**Exercise description:** The full set of records must be printed exactly as given.

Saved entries
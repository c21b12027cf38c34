//! Structural Validator: compares the table geometry of every slide of an output deck
//! with the table of the template's first slide.
use crate::deck::shape;
use crate::deck::shape::Geometry;
use crate::deck::Deck;
use crate::deck::DeckError;
use crate::deck::Slide;
use crate::error::ReportError;
use std::fmt;
use std::path::Path;

#[derive(Clone, Copy, Debug, PartialEq, Eq, PartialOrd, Ord)]
pub enum Severity {
    Error,
    Warning,
}

impl fmt::Display for Severity {
    fn fmt(&self, f: &mut fmt::Formatter<'_>) -> fmt::Result {
        match self {
            Severity::Error => f.write_str("error"),
            Severity::Warning => f.write_str("warning"),
        }
    }
}

/// One structural difference, `slide` counted from 1
#[derive(Clone, Debug, PartialEq, Eq)]
pub struct Issue {
    pub slide: usize,
    pub severity: Severity,
    pub message: String,
}

impl fmt::Display for Issue {
    fn fmt(&self, f: &mut fmt::Formatter<'_>) -> fmt::Result {
        write!(f, "slide {}: {}", self.slide, self.message)
    }
}

/// Measurements of the first table on a slide
#[derive(Clone, Debug, PartialEq)]
struct TableMetrics {
    geometry: Geometry,
    row_heights: Vec<i64>,
    column_widths: Vec<i64>,
    paragraph_counts: Vec<Vec<usize>>,
}

fn table_metrics(slide: &Slide) -> Result<Option<TableMetrics>, ReportError> {
    let frame = slide
        .shape_tree()?
        .elements()
        .find(|element| element.is("graphicFrame") && element.find("tbl").is_some());
    let frame = match frame {
        Some(frame) => frame,
        None => return Ok(None),
    };
    let table = match frame.find("tbl") {
        Some(table) => table,
        None => return Ok(None),
    };
    let column_widths = table
        .child("tblGrid")
        .map(|grid| {
            grid.children_named("gridCol")
                .map(|column| column.parse_attribute::<i64>("w").unwrap_or(0))
                .collect()
        })
        .unwrap_or_default();
    let rows: Vec<_> = table.children_named("tr").collect();
    let row_heights = rows.iter().map(|row| row.parse_attribute::<i64>("h").unwrap_or(0)).collect();
    // A cell without a text body still renders one empty paragraph
    let paragraph_counts = rows
        .iter()
        .map(|row| {
            row.children_named("tc")
                .map(|cell| cell.child("txBody").map(|body| body.children_named("p").count()).unwrap_or(1))
                .collect()
        })
        .collect();
    Ok(Some(TableMetrics {
        geometry: shape::geometry(frame).unwrap_or_default(),
        row_heights,
        column_widths,
        paragraph_counts,
    }))
}

/// Compares one slide's table against the template's, appending every difference
fn compare(slide: usize, expected: &TableMetrics, actual: &TableMetrics, issues: &mut Vec<Issue>) {
    let mut report = |severity: Severity, message: String| {
        issues.push(Issue { slide, severity, message });
    };

    if actual.row_heights.len() != expected.row_heights.len() {
        report(
            Severity::Error,
            format!("row count mismatch: template={}, output={}", expected.row_heights.len(), actual.row_heights.len()),
        );
    }
    if actual.column_widths.len() != expected.column_widths.len() {
        report(
            Severity::Error,
            format!("column count mismatch: template={}, output={}", expected.column_widths.len(), actual.column_widths.len()),
        );
    }
    for (index, (template, output)) in expected.row_heights.iter().zip(&actual.row_heights).enumerate() {
        if template != output {
            report(
                Severity::Warning,
                format!("row {index} height mismatch: template={template}, output={output}"),
            );
        }
    }
    for (index, (template, output)) in expected.column_widths.iter().zip(&actual.column_widths).enumerate() {
        if template != output {
            report(
                Severity::Error,
                format!("column {index} width mismatch: template={template}, output={output}"),
            );
        }
    }

    let (template, output) = (expected.geometry, actual.geometry);
    if (template.x, template.y) != (output.x, output.y) {
        report(
            Severity::Warning,
            format!(
                "table moved: template=({},{}), output=({},{})",
                template.x, template.y, output.x, output.y
            ),
        );
    }
    if (template.cx, template.cy) != (output.cx, output.cy) {
        report(
            Severity::Error,
            format!(
                "table size mismatch: template=({}x{}), output=({}x{})",
                template.cx, template.cy, output.cx, output.cy
            ),
        );
    }

    for (row, counts) in actual.paragraph_counts.iter().enumerate() {
        for (column, count) in counts.iter().enumerate() {
            if *count > 1 {
                report(
                    Severity::Error,
                    format!("row {row} column {column}: {count} paragraphs, expected 1"),
                );
            }
        }
    }
}

/// Checks every slide of `output` against the table of the first slide of `template`.
/// Never stops at the first problem.
pub fn validate(output: &Deck, template: &Deck) -> Result<Vec<Issue>, ReportError> {
    let expected = table_metrics(&template.slide(0)?)?.ok_or(DeckError::TemplateWithoutTable)?;
    let mut issues = Vec::new();
    for index in 0..output.slide_count()? {
        let slide = index + 1;
        match table_metrics(&output.slide(index)?)? {
            Some(actual) => compare(slide, &expected, &actual, &mut issues),
            None => issues.push(Issue {
                slide,
                severity: Severity::Error,
                message: "table not found".to_owned(),
            }),
        }
    }
    Ok(issues)
}

/// [`validate`] over decks on disk
pub fn validate_files(output: &Path, template: &Path) -> Result<Vec<Issue>, ReportError> {
    validate(&Deck::open(output)?, &Deck::open(template)?)
}

pub fn has_errors(issues: &[Issue]) -> bool {
    issues.iter().any(|issue| issue.severity == Severity::Error)
}

/// Logs issues grouped by severity, errors first
pub fn report(issues: &[Issue]) {
    if issues.is_empty() {
        log::info!("OK: table structure matches the template");
        return;
    }
    let errors: Vec<&Issue> = issues.iter().filter(|issue| issue.severity == Severity::Error).collect();
    let warnings: Vec<&Issue> = issues.iter().filter(|issue| issue.severity == Severity::Warning).collect();
    if !errors.is_empty() {
        log::error!("{} structural problem(s) found", errors.len());
        for issue in errors {
            log::error!("  {}", issue);
        }
    }
    if !warnings.is_empty() {
        log::warn!("{} structural warning(s)", warnings.len());
        for issue in warnings {
            log::warn!("  {}", issue);
        }
    }
}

**Response below:**
repository c21b12027cf38c34
//! Structural Validator: compares the table geometry of every slide of an output deck
//! with the table of the template's first slide.
use crate::deck::shape;
use crate::deck::shape::Geometry;
use crate::deck::Deck;
use crate::deck::DeckError;
use crate::deck::Slide;
use crate::error::ReportError;
use std::fmt;
use std::path::Path;

#[derive(Clone, Copy, Debug, PartialEq, Eq, PartialOrd, Ord)]
pub enum Severity {
    Error,
    Warning,
}

impl fmt::Display for Severity {
    fn fmt(&self, f: &mut fmt::Formatter<'_>) -> fmt::Result {
        match self {
            Severity::Error => f.write_str("error"),
            Severity::Warning => f.write_str("warning"),
        }
    }
}

/// One structural difference, `slide` counted from 1
#[derive(Clone, Debug, PartialEq, Eq)]
pub struct Issue {
    pub slide: usize,
    pub severity: Severity,
    pub message: String,
}

impl fmt::Display for Issue {
    fn fmt(&self, f: &mut fmt::Formatter<'_>) -> fmt::Result {
        write!(f, "slide {}: {}", self.slide, self.message)
    }
}

/// Measurements of the first table on a slide
#[derive(Clone, Debug, PartialEq)]
struct TableMetrics {
    geometry: Geometry,
    row_heights: Vec<i64>,
    column_widths: Vec<i64>,
    paragraph_counts: Vec<Vec<usize>>,
}

fn table_metrics(slide: &Slide) -> Result<Option<TableMetrics>, ReportError> {
    let frame = slide
        .shape_tree()?
        .elements()
        .find(|element| element.is("graphicFrame") && element.find("tbl").is_some());
    let frame = match frame {
        Some(frame) => frame,
        None => return Ok(None),
    };
    let table = match frame.find("tbl") {
        Some(table) => table,
        None => return Ok(None),
    };
    let column_widths = table
        .child("tblGrid")
        .map(|grid| {
            grid.children_named("gridCol")
                .map(|column| column.parse_attribute::<i64>("w").unwrap_or(0))
                .collect()
        })
        .unwrap_or_default();
    let rows: Vec<_> = table.children_named("tr").collect();
    let row_heights = rows.iter().map(|row| row.parse_attribute::<i64>("h").unwrap_or(0)).collect();
    // A cell without a text body still renders one empty paragraph
    let paragraph_counts = rows
        .iter()
        .map(|row| {
            row.children_named("tc")
                .map(|cell| cell.child("txBody").map(|body| body.children_named("p").count()).unwrap_or(1))
                .collect()
        })
        .collect();
    Ok(Some(TableMetrics {
        geometry: shape::geometry(frame).unwrap_or_default(),
        row_heights,
        column_widths,
        paragraph_counts,
    }))
}

/// Compares one slide's table against the template's, appending every difference
fn compare(slide: usize, expected: &TableMetrics, actual: &TableMetrics, issues: &mut Vec<Issue>) {
    let mut report = |severity: Severity, message: String| {
        issues.push(Issue { slide, severity, message });
    };

    if actual.row_heights.len() != expected.row_heights.len() {
        report(
            Severity::Error,
            format!("row count mismatch: template={}, output={}", expected.row_heights.len(), actual.row_heights.len()),
        );
    }
    if actual.column_widths.len() != expected.column_widths.len() {
        report(
            Severity::Error,
            format!("column count mismatch: template={}, output={}", expected.column_widths.len(), actual.column_widths.len()),
        );
    }
    for (index, (template, output)) in expected.row_heights.iter().zip(&actual.row_heights).enumerate() {
        if template != output {
            report(
                Severity::Warning,
                format!("row {index} height mismatch: template={template}, output={output}"),
            );
        }
    }
    for (index, (template, output)) in expected.column_widths.iter().zip(&actual.column_widths).enumerate() {
        if template != output {
            report(
                Severity::Error,
                format!("column {index} width mismatch: template={template}, output={output}"),
            );
        }
    }

    let (template, output) = (expected.geometry, actual.geometry);
    if (template.x, template.y) != (output.x, output.y) {
        report(
            Severity::Warning,
            format!(
                "table moved: template=({},{}), output=({},{})",
                template.x, template.y, output.x, output.y
            ),
        );
    }
    if (template.cx, template.cy) != (output.cx, output.cy) {
        report(
            Severity::Error,
            format!(
                "table size mismatch: template=({}x{}), output=({}x{})",
                template.cx, template.cy, output.cx, output.cy
            ),
        );
    }

    for (row, counts) in actual.paragraph_counts.iter().enumerate() {
        for (column, count) in counts.iter().enumerate() {
            if *count > 1 {
                report(
                    Severity::Error,
                    format!("row {row} column {column}: {count} paragraphs, expected 1"),
                );
            }
        }
    }
}

/// Checks every slide of `output` against the table of the first slide of `template`.
/// Never stops at the first problem.
pub fn validate(output: &Deck, template: &Deck) -> Result<Vec<Issue>, ReportError> {
    let expected = table_metrics(&template.slide(0)?)?.ok_or(DeckError::TemplateWithoutTable)?;
    let mut issues = Vec::new();
    for index in 0..output.slide_count()? {
        let slide = index + 1;
        match table_metrics(&output.slide(index)?)? {
            Some(actual) => compare(slide, &expected, &actual, &mut issues),
            None => issues.push(Issue {
                slide,
                severity: Severity::Error,
                message: "table not found".to_owned(),
            }),
        }
    }
    Ok(issues)
}

/// [`validate`] over decks on disk
pub fn validate_files(output: &Path, template: &Path) -> Result<Vec<Issue>, ReportError> {
    validate(&Deck::open(output)?, &Deck::open(template)?)
}

pub fn has_errors(issues: &[Issue]) -> bool {
    issues.iter().any(|issue| issue.severity == Severity::Error)
}

/// Logs issues grouped by severity, errors first
pub fn report(issues: &[Issue]) {
    if issues.is_empty() {
        log::info!("OK: table structure matches the template");
        return;
    }
    let errors: Vec<&Issue> = issues.iter().filter(|issue| issue.severity == Severity::Error).collect();
    let warnings: Vec<&Issue> = issues.iter().filter(|issue| issue.severity == Severity::Warning).collect();
    if !errors.is_empty() {
        log::error!("{} structural problem(s) found", errors.len());
        for issue in errors {
            log::error!("  {}", issue);
        }
    }
    if !warnings.is_empty() {
        log::warn!("{} structural warning(s)", warnings.len());
        for issue in warnings {
            log::warn!("  {}", issue);
        }
    }
}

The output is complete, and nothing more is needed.